Does Culture eat (change) Strategy for breakfast?

This blog is adapted from a posting to a change managers group where the title question was asked.  I thought it an important question, and one worth responding to in full.  

Maturana and Varela, in their book “The Tree of Knowledge” make a very strong case that knowledge exists between people, that it is neither in the individual nor in the society.  We are not skilled at recognising the non-tangible.  Our current way of approaching knowledge is to think that if it isn’t material, like a brain or a social organism, then it doesn’t exist.  So the notion that knowledge exists in some kind of “field” that is independent is very much – well..  counter-cultural.   But for those who want to throw materialist scientism at me, please consider what is responsible for a magnetic field (yes I know it’s a magnet, but what determines the shape?).

So does culture exist in “reality”?   Well that would depend on what you think reality to be.   Does “weather” exist in “reality”?    We all know that there is rain, snow, heat, wind.  These are objective and measurable.  But by rigid definitions meteorology cannot be a science because weather is not objective.  It’s a superimposed pattern.  Organisational culture is also a superimposed pattern – a way of describing habits, shared values, accepted belief systems and behaviours.

So where do these patterns derive from?   And what brings about change?   I see this as critical to the success of a change initiative.   Some people seem to think that successful change is a “people problem”.  If it doesn’t work it is because we haven’t either persuaded people or coerced them into doing the right thing.  Others seem to think that it is a “process problem” – that we have not provided the right kinds of structure, or rules, or support systems.    Then there are some who would regard success and failure as indicative of good or bad leadership, inadequate buy-in from the top, or that the leaders themselves will not change their behaviour to align with the new ways.

In my view it’s a people, systems and leadership problem.   I don’t subscribe at all to John Kelliher’s view that “the world remains the same and nothing has changed”.   If that were true then we would still all be living in tribal systems with elder leadership and ancestral traditions.   Or we would all live as in the time of King John, with feuding barons and feudal peasants.  Or perhaps we would have the hierarchies and rules of Jane Austen’s England with its Christian duties and everyone in their place.   Since we don’t, we would have to ask what it is that brings about change from one mode of existence to another, what mode of existence we are in now, and what are the changes taking place that we are attempting to adapt organisations to.

My colleagues and I in the Centre for Human Emergence work with Graves Theory, known also as Spiral Dynamics.  This theory recognises that humans respond to their life conditions with an adaptation of their thinking systems.   It describes just why and how we have shifted in response to increasing numbers and greater complexity (tribal villages to towns to cities, megalopoli and global connectedness).   It shows how the different sets of priority codes in those responses inhabit us as individuals and are embedded in our collective mindsets.  It makes clear the way in which the adaptations are necessary responses to the problems of existence we needed to solve.

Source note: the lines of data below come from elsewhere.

// src/commands/bench.rs

//! One-shot benchmark commands: load a circuit, check it, run it under
//! the selected parallelism cap, print the measurements.

use std::path::Path;

use anyhow::{bail, Context, Result};
use dagcap::Graph;

/// Load a circuit, print its size, and refuse cyclic inputs.
pub fn load_checked(circuit: &Path) -> Result<Graph> {
    let graph = Graph::from_file(circuit)
        .with_context(|| format!("loading circuit {}", circuit.display()))?;

    println!("benchmark: {}", circuit.display());
    println!("num_nodes: {}", graph.num_nodes());
    println!("num_edges: {}", graph.num_edges());

    if graph.has_cycle() {
        bail!("input graph has a cycle");
    }
    Ok(graph)
}

/// Execute the graph with its original edges and no cap.
pub async fn baseline(circuit: &Path, matrix_size: usize) -> Result<()> {
    let mut graph = load_checked(circuit)?;
    let stats = graph.run_before_partition(matrix_size).await?;
    println!("runtime_before_partition: {} ms", stats.elapsed.as_millis());
    println!("peak_parallelism: {}", stats.peak_parallelism);
    Ok(())
}

/// Cluster with C-PASTA and execute at cluster granularity.
pub async fn cluster(circuit: &Path, matrix_size: usize, partition_size: usize) -> Result<()> {
    let mut graph = load_checked(circuit)?;
    graph.set_partition_size(partition_size);
    graph.partition_c_pasta()?;

    {
        let dag = graph
            .cluster_dag()
            .context("cluster DAG missing after partition")?;
        if dag.has_cycle() {
            bail!("cluster DAG has a cycle");
        }
        println!("num_clusters: {}", dag.num_clusters());
        println!("num_cluster_edges: {}", dag.num_edges());
    }

    let stats = graph.run_after_partition(matrix_size).await?;
    println!("runtime_after_partition: {} us", stats.elapsed.as_micros());
    Ok(())
}

/// Reshape into `num_streams` chains and execute the reshaped graph.
pub async fn streams(circuit: &Path, matrix_size: usize, num_streams: usize) -> Result<()> {
    let mut graph = load_checked(circuit)?;
    let stats = graph.run_stream_partition(matrix_size, num_streams).await?;
    println!("runtime_stream_partition: {} ms", stats.elapsed.as_millis());
    println!("peak_parallelism: {}", stats.peak_parallelism);
    Ok(())
}

/// Execute the original graph gated by a semaphore of capacity
/// `num_semaphore`.
pub async fn semaphore(circuit: &Path, matrix_size: usize, num_semaphore: usize) -> Result<()> {
    let mut graph = load_checked(circuit)?;
    let stats = graph.run_semaphore(matrix_size, num_semaphore).await?;
    println!("runtime_semaphore: {} ms", stats.elapsed.as_millis());
    println!("peak_parallelism: {}", stats.peak_parallelism);
    Ok(())
}
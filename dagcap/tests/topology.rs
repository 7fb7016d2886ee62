use dagcap::{Graph, GraphError, NodeId};

fn diamond() -> (Graph, [NodeId; 4]) {
    let mut graph = Graph::new();
    let a = graph.insert_node("A");
    let b = graph.insert_node("B");
    let c = graph.insert_node("C");
    let d = graph.insert_node("D");
    graph.insert_edge(a, c);
    graph.insert_edge(a, d);
    graph.insert_edge(b, d);
    (graph, [a, b, c, d])
}

/// Seven-node fan: n1 -> {n3, n4, n5} -> n7, n3 -> n6, n2 isolated.
fn fan() -> (Graph, [NodeId; 7]) {
    let mut graph = Graph::new();
    let n: Vec<NodeId> = (1..=7).map(|i| graph.insert_node(format!("n{i}"))).collect();
    graph.insert_edge(n[0], n[2]);
    graph.insert_edge(n[0], n[3]);
    graph.insert_edge(n[0], n[4]);
    graph.insert_edge(n[2], n[6]);
    graph.insert_edge(n[3], n[6]);
    graph.insert_edge(n[4], n[6]);
    graph.insert_edge(n[2], n[5]);
    let ids = [n[0], n[1], n[2], n[3], n[4], n[5], n[6]];
    (graph, ids)
}

#[test]
fn diamond_reverse_dfs_order() {
    let (graph, [a, b, c, d]) = diamond();

    assert!(!graph.has_cycle());
    // Sources in slot order (A then B), fanouts in insertion order.
    assert_eq!(graph.reverse_topo_dfs(), vec![c, d, a, b]);
    assert_eq!(graph.forward_topo_order(), vec![b, a, d, c]);
}

#[test]
fn forward_topo_order_respects_every_edge() {
    let (graph, _) = fan();
    let order = graph.forward_topo_order();
    assert_eq!(order.len(), graph.num_nodes());

    let position = |node: NodeId| order.iter().position(|&x| x == node).unwrap();
    for edge in graph.edge_ids() {
        let (from, to) = graph.edge_endpoints(edge);
        assert!(position(from) < position(to));
    }
}

#[test]
fn fan_level_decomposition() {
    let (mut graph, [n1, n2, n3, n4, n5, n6, n7]) = fan();

    let levels = graph.level_decomposition().unwrap();
    assert_eq!(levels.len(), 3);
    assert_eq!(levels[0], vec![n1, n2]);
    assert_eq!(levels[1], vec![n3, n4, n5]);
    assert_eq!(levels[2], vec![n6, n7]);

    // lid is the index within the level, topo_id the dequeue order.
    assert_eq!(graph.level(n5), Some(1));
    assert_eq!(graph.level_index(n5), Some(2));
    assert_eq!(graph.topo_id(n1), Some(0));
    assert_eq!(graph.topo_id(n6), Some(5));
    assert_eq!(graph.topo_id(n7), Some(6));
}

#[test]
fn cycle_is_detected_by_both_checkers() {
    let (mut graph, [a, _, c, _]) = diamond();
    assert!(!graph.has_cycle());
    assert!(graph.level_decomposition().is_ok());

    // C -> A closes a cycle A -> C -> A.
    graph.insert_edge(c, a);

    assert!(graph.has_cycle());
    assert!(matches!(
        graph.level_decomposition(),
        Err(GraphError::CycleDetected)
    ));
}

#[test]
fn cycle_reachable_from_a_source_is_detected() {
    let (mut graph, [_, _, c, _]) = diamond();
    let e = graph.insert_node("E");
    graph.insert_edge(c, e);
    graph.insert_edge(e, c);

    assert!(graph.has_cycle());
    assert!(graph.level_decomposition().is_err());
}

#[test]
fn two_node_loop_with_no_sources() {
    let mut graph = Graph::new();
    let a = graph.insert_node("A");
    let b = graph.insert_node("B");
    graph.insert_edge(a, b);
    graph.insert_edge(b, a);

    assert!(graph.has_cycle());
    // No sources, so the DFS topo emits nothing at all.
    assert!(graph.reverse_topo_dfs().is_empty());
    assert!(graph.level_decomposition().is_err());
}

#[test]
fn compatibility_check_trivially_true_without_reshaping() {
    let (graph, _) = fan();
    assert!(graph.shares_topo_order_with_original());
}

#[test]
fn empty_graph_is_acyclic() {
    let mut graph = Graph::new();
    assert!(!graph.has_cycle());
    assert!(graph.level_decomposition().unwrap().is_empty());
    assert!(graph.forward_topo_order().is_empty());
}
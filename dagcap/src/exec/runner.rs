// src/exec/runner.rs

use std::sync::atomic::{AtomicUsize, Ordering};
use std::sync::Arc;
use std::time::{Duration, Instant};

use tokio::sync::{mpsc, Semaphore};
use tracing::{error, info};

use crate::errors::{GraphError, Result};
use crate::exec::payload;
use crate::graph::Graph;

/// Outcome of a single execution run.
#[derive(Debug, Clone, Copy)]
pub struct RunStats {
    /// Wall-clock time from first dispatch to last completion.
    pub elapsed: Duration,
    /// Highest number of payloads observed executing simultaneously.
    pub peak_parallelism: usize,
}

/// Accumulated wall-clock time per execution mode, summed across every
/// run since the graph was created.
#[derive(Debug, Default, Clone, Copy)]
pub struct RunTotals {
    before_partition: Duration,
    after_partition: Duration,
    semaphore: Duration,
    stream_partition: Duration,
}

impl RunTotals {
    pub fn before_partition(&self) -> Duration {
        self.before_partition
    }

    pub fn after_partition(&self) -> Duration {
        self.after_partition
    }

    pub fn semaphore(&self) -> Duration {
        self.semaphore
    }

    pub fn stream_partition(&self) -> Duration {
        self.stream_partition
    }
}

impl Graph {
    /// Execute the graph with the original dependency edges.
    pub async fn run_before_partition(&mut self, matrix_size: usize) -> Result<RunStats> {
        let tasks = self.primary_task_graph();
        let stats = tasks.execute(matrix_size, None).await?;
        self.totals.before_partition += stats.elapsed;
        info!(mode = "before_partition", elapsed = ?stats.elapsed, "run finished");
        Ok(stats)
    }

    /// Execute the cluster DAG produced by
    /// [`partition_c_pasta`](Graph::partition_c_pasta): one task per
    /// cluster, running the payload once per member.
    pub async fn run_after_partition(&mut self, matrix_size: usize) -> Result<RunStats> {
        let Some(clusters) = self.clusters.as_ref() else {
            return Err(GraphError::Config(
                "no cluster partition available; run partition_c_pasta first".into(),
            ));
        };

        let n = clusters.num_clusters();
        let mut tasks = TaskGraph::with_len(n);
        for c in 0..n {
            tasks.reps[c] = clusters.members(c).len();
            tasks.indegree[c] = clusters.fanins(c).count();
            tasks.dependents[c] = clusters.fanouts(c).collect();
        }

        let stats = tasks.execute(matrix_size, None).await?;
        self.totals.after_partition += stats.elapsed;
        info!(mode = "after_partition", elapsed = ?stats.elapsed, "run finished");
        Ok(stats)
    }

    /// Execute the original edges with every task additionally gated on
    /// a counting semaphore of capacity `permits`, the baseline
    /// parallelism cap the partitioners are measured against.
    pub async fn run_semaphore(&mut self, matrix_size: usize, permits: usize) -> Result<RunStats> {
        if permits == 0 {
            return Err(GraphError::Config(
                "semaphore capacity must be at least 1".into(),
            ));
        }
        let tasks = self.primary_task_graph();
        let stats = tasks.execute(matrix_size, Some(permits)).await?;
        self.totals.semaphore += stats.elapsed;
        info!(mode = "semaphore", permits, elapsed = ?stats.elapsed, "run finished");
        Ok(stats)
    }

    /// Reshape into `num_streams` chains (see
    /// [`partition_stream`](Graph::partition_stream)) and execute the
    /// reshaped adjacency.
    pub async fn run_stream_partition(
        &mut self,
        matrix_size: usize,
        num_streams: usize,
    ) -> Result<RunStats> {
        self.partition_stream(num_streams)?;
        let tasks = self.reshaped_task_graph();
        let stats = tasks.execute(matrix_size, None).await?;
        self.totals.stream_partition += stats.elapsed;
        info!(
            mode = "stream_partition",
            num_streams,
            elapsed = ?stats.elapsed,
            "run finished"
        );
        Ok(stats)
    }

    /// Accumulated runtime totals per execution mode.
    pub fn run_totals(&self) -> RunTotals {
        self.totals
    }

    fn primary_task_graph(&self) -> TaskGraph {
        let mut index_of = vec![usize::MAX; self.node_slot_capacity()];
        let slots: Vec<u32> = self.node_slots().collect();
        for (i, &slot) in slots.iter().enumerate() {
            index_of[slot as usize] = i;
        }

        let mut tasks = TaskGraph::with_len(slots.len());
        for (i, &slot) in slots.iter().enumerate() {
            tasks.indegree[i] = self.node_data(slot).in_len;
            for e in self.out_edge_slots(slot) {
                let succ = self.edge_data(e).to.index as usize;
                tasks.dependents[i].push(index_of[succ]);
            }
        }
        tasks
    }

    fn reshaped_task_graph(&self) -> TaskGraph {
        let mut index_of = vec![usize::MAX; self.node_slot_capacity()];
        let slots: Vec<u32> = self.node_slots().collect();
        for (i, &slot) in slots.iter().enumerate() {
            index_of[slot as usize] = i;
        }

        let mut tasks = TaskGraph::with_len(slots.len());
        for (i, &slot) in slots.iter().enumerate() {
            let node = self.node_data(slot);
            tasks.indegree[i] = node.reshaped_in.len();
            for succ in &node.reshaped_out {
                tasks.dependents[i].push(index_of[succ.index as usize]);
            }
        }
        tasks
    }
}

/// Dense snapshot of whichever dependency view a run executes. Taken
/// up front so the event loop below never touches the graph.
struct TaskGraph {
    /// Payload repetitions per task; cluster tasks run one per member.
    reps: Vec<usize>,
    dependents: Vec<Vec<usize>>,
    indegree: Vec<usize>,
}

impl TaskGraph {
    fn with_len(n: usize) -> Self {
        Self {
            reps: vec![1; n],
            dependents: vec![Vec::new(); n],
            indegree: vec![0; n],
        }
    }

    fn len(&self) -> usize {
        self.reps.len()
    }

    /// Event loop: dispatch every ready task, collect completions over
    /// the channel, release dependents as their last dependency
    /// finishes. The runtime contract (a task starts only after all
    /// predecessors completed, and with a permit in semaphore mode) is
    /// enforced here by the indegree counters and the semaphore.
    async fn execute(&self, matrix_size: usize, permits: Option<usize>) -> Result<RunStats> {
        let n = self.len();
        if n == 0 {
            return Ok(RunStats {
                elapsed: Duration::ZERO,
                peak_parallelism: 0,
            });
        }

        let semaphore = permits.map(|p| Arc::new(Semaphore::new(p)));
        let gauge = Arc::new(Gauge::default());
        let (tx, mut rx) = mpsc::channel::<TaskDone>(n);
        let mut indegree = self.indegree.clone();

        let started = Instant::now();
        for (i, deg) in indegree.iter().enumerate() {
            if *deg == 0 {
                self.dispatch(i, matrix_size, &tx, &semaphore, &gauge);
            }
        }

        let mut remaining = n;
        while remaining > 0 {
            let Some(done) = rx.recv().await else {
                return Err(GraphError::InvariantViolation(
                    "executor channel closed before all tasks completed".into(),
                ));
            };
            let TaskDone::Completed(done) = done else {
                return Err(GraphError::InvariantViolation(
                    "a task panicked; aborting the run".into(),
                ));
            };
            remaining -= 1;
            for &succ in &self.dependents[done] {
                indegree[succ] -= 1;
                if indegree[succ] == 0 {
                    self.dispatch(succ, matrix_size, &tx, &semaphore, &gauge);
                }
            }
        }

        Ok(RunStats {
            elapsed: started.elapsed(),
            peak_parallelism: gauge.peak.load(Ordering::Acquire),
        })
    }

    fn dispatch(
        &self,
        idx: usize,
        matrix_size: usize,
        tx: &mpsc::Sender<TaskDone>,
        semaphore: &Option<Arc<Semaphore>>,
        gauge: &Arc<Gauge>,
    ) {
        let reps = self.reps[idx];
        let tx = tx.clone();
        let semaphore = semaphore.clone();
        let gauge = Arc::clone(gauge);

        tokio::spawn(async move {
            // In semaphore mode the permit is held for the whole
            // payload: at most `permits` tasks execute at once.
            let _permit = match semaphore {
                Some(s) => match s.acquire_owned().await {
                    Ok(p) => Some(p),
                    Err(_) => return,
                },
                None => None,
            };

            let joined = tokio::task::spawn_blocking(move || {
                gauge.enter();
                for _ in 0..reps {
                    payload::matrix_multiply(matrix_size);
                }
                gauge.exit();
            })
            .await;

            let msg = match joined {
                Ok(()) => TaskDone::Completed(idx),
                Err(e) => {
                    error!(task = idx, error = %e, "task payload panicked");
                    TaskDone::Panicked
                }
            };
            let _ = tx.send(msg).await;
        });
    }
}

enum TaskDone {
    Completed(usize),
    Panicked,
}

/// Concurrency gauge wrapped around the payload so a run can report the
/// parallelism it actually reached.
#[derive(Default)]
struct Gauge {
    current: AtomicUsize,
    peak: AtomicUsize,
}

impl Gauge {
    fn enter(&self) {
        let now = self.current.fetch_add(1, Ordering::AcqRel) + 1;
        self.peak.fetch_max(now, Ordering::AcqRel);
    }

    fn exit(&self) {
        self.current.fetch_sub(1, Ordering::AcqRel);
    }
}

So how does that affect us as change agents?   It tells us that there are many kinds of change, depending on what stages the organisation is going through.  This is why one toolkit may be brilliant in one scenario but fail in another.   One size doesn’t fit all.  

It tells us that if the conditions are not changing, then it doesn’t matter what you tell people they should be doing.  They will revert to what is right for the conditions, so no amount of team-building will compensate for a continuance of dictatorial command and control management style.  

It tells us that changing behaviour is not sufficient if the systems themselves are not changing because the process rigidity acts as a defining constraint.    It likewise tells us that changing the systems alone will not work because the systems are representations that arose from the way people think about their roles.   If the people are not changing then the culture will indeed eat the strategy.

This has a great deal to say about “best practice”.   To find best practice we need the overarching perspective which tells us what change is needed, which toolkits will assist that change, what leadership behaviour modifications will need to come about, and what support needs to be given to the people, individually and collectively that supports them in adapting to new life conditions with new thinking systems and priority codes.   So this is what we teach when we develop Spiral Dynamics Change Practitioners.

Now more than ever, these ways of thinking are essential.  The societal change that we are going through is potentially bigger than any before – bigger than the industrial revolution for instance.  This is because the conditions we face combine complexity, scale of connection, speed of interaction, unpredictability, unsustainability and urgency of solution.   All of these pressures face us at a time when we appear to have fewer resources with which to address the problems.    This is happening at every level, from countries down through organisations large and small, and ending with the pressure on our individual choices.   

If we are to define best practice, if we are to meet the challenges of delivering organisations and leaders with the capacity to respond to these challenges then we have to shift our thinking in a big way.  We can’t stay with command and control thinking.  We cannot persist with linear cause and effect analyses.  We are dealing with chaotic, emergent systems giving us waves to surf.  This requires organisations with the flexibility and responsiveness to maintain their balance on a shifting board.   IT needs leaders with the emotional and spiritual intelligence not to have to know everything, and to allow the organisation its own intelligence.  Only when the culture change itself becomes the strategy will we avoid being eaten.